Lamport's Bakery algorithm, demonstrated in Python

eigenvalue · 2024-01-19T15:57:53 1705679873

I was watching the very good oral history of Leslie Lamport from the Computer History Museum and was struck by how he said that the Bakery Algorithm was the thing he was most proud of, despite Paxos being much more elaborate and, in my mind, important. He also described the Bakery Algorithm as being the only thing that he "discovered" rather than "invented"; he later clarified that this was because it "came out of nowhere" and had no precedent to his knowledge from any previous ideas from him or anyone else.

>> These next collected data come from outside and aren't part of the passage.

//! Game configuration.
//!
//! Settings loaded from an INI configuration file, with safe defaults when
//! the file or individual keys are missing.
//!
//! # Configuration File Format
//!
//! ```ini
//! [window]
//! width = 800
//! height = 600
//!
//! [assets]
//! dir = ./assets
//! ```

use configparser::ini::Ini;
use log::info;
use std::path::PathBuf;

/// Default safe values for startup
const DEFAULT_WINDOW_WIDTH: u32 = 800;
const DEFAULT_WINDOW_HEIGHT: u32 = 600;
const DEFAULT_ASSETS_DIR: &str = "./assets";
const DEFAULT_CONFIG_PATH: &str = "./config.ini";

/// Window and asset-location settings.
#[derive(Debug, Clone)]
pub struct GameConfig {
    /// Window width in pixels.
    pub window_width: u32,
    /// Window height in pixels.
    pub window_height: u32,
    /// Base directory holding the `fonts/`, `images/`, and `sounds/` trees.
    pub assets_dir: PathBuf,
    /// Path to the configuration file.
    pub config_path: PathBuf,
}

impl Default for GameConfig {
    fn default() -> Self {
        Self::new()
    }
}

impl GameConfig {
    /// Create a new configuration with safe default values.
    pub fn new() -> Self {
        Self {
            window_width: DEFAULT_WINDOW_WIDTH,
            window_height: DEFAULT_WINDOW_HEIGHT,
            assets_dir: PathBuf::from(DEFAULT_ASSETS_DIR),
            config_path: PathBuf::from(DEFAULT_CONFIG_PATH),
        }
    }

    /// Create a new configuration with a custom config file path.
    pub fn with_path(path: impl Into<PathBuf>) -> Self {
        Self {
            config_path: path.into(),
            ..Self::new()
        }
    }

    /// Load configuration from the INI file.
    ///
    /// Missing values retain their current (default) values.
    /// Returns an error if the file cannot be read or parsed.
    pub fn load_from_file(&mut self) -> Result<(), String> {
        let mut config = Ini::new();
        config
            .load(&self.config_path)
            .map_err(|e| format!("Failed to load config file: {}", e))?;

        // [window] section
        if let Some(width) = config.getuint("window", "width").ok().flatten() {
            self.window_width = width as u32;
        }
        if let Some(height) = config.getuint("window", "height").ok().flatten() {
            self.window_height = height as u32;
        }

        // [assets] section
        if let Some(dir) = config.get("assets", "dir") {
            self.assets_dir = PathBuf::from(dir);
        }

        info!(
            "Loaded config: {}x{} window, assets in {:?}",
            self.window_width, self.window_height, self.assets_dir
        );

        Ok(())
    }

    /// Get the window size.
    pub fn window_size(&self) -> (u32, u32) {
        (self.window_width, self.window_height)
    }
}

Although it seems pretty simple on the surface, it came as a surprise to many people who had been working hard on the mutual exclusion problem in the early 1970s, with one of Lamport's colleagues (Anatol Holt) describing it as "impossible" upon first hearing it. Not only did it completely solve the mutual exclusion problem, but it managed to do so without requiring atomicity of reads or writes, and it was fully described and proved in just 3 pages. This was something that both Dijkstra and Knuth were unable to do despite each writing at least one paper on the subject prior to Lamport's solution in 1974.

Anyway, I thought it might be fun to demonstrate the principles of how it works in Python. In some ways, Python is uniquely unsuited for this because it has a Global Interpreter Lock (GIL), the main purpose of which is precisely to avoid the kinds of mutual exclusion issues that the Bakery Algorithm solves! Still, we can "fake it" by using the multiprocessing library and by introducing random delays at various points in the code.

Here is the oral history video btw:

https://www.youtube.com/watch?v=SXt3-iZpQQc

svat · 2024-01-19T16:51:33 1705683093

Thanks for sharing! That video is part 1, and here is part 2: https://www.youtube.com/watch?v=uK9yGNuGWKE

And here are the transcripts: https://archive.computerhistory.org/resources/access/text/20... (Part 1, 2016-08-12) and https://archive.computerhistory.org/resources/access/text/20... (Part 2, 2016-11-11)

(All four available from https://www.computerhistory.org/collections/oralhistories/?s...)

The papers by Dijkstra and Knuth that you mention are I think:

• (1965 Dijkstra) "Solution of a problem in concurrent programming control" (in CACM)

• (1966 Knuth) "Additional comments on a problem in concurrent programming control" (Letter to CACM, reprinted with an addendum as Chapter 13 of his Selected Papers on Design of Algorithms)

[From the addendum and comments on the latter, I don't get the impression that it had an error (and I don't get that impression from Lamport's comments in the transcripts either). He cites Gary L. Peterson's "Myths About the Mutual Exclusion Problem" (1981, https://zoo.cs.yale.edu/classes/cs323/doc/Peterson.pdf) as a later improvement though. But I may have misunderstood, as I have not read any of these papers/letters or even understood the question :)]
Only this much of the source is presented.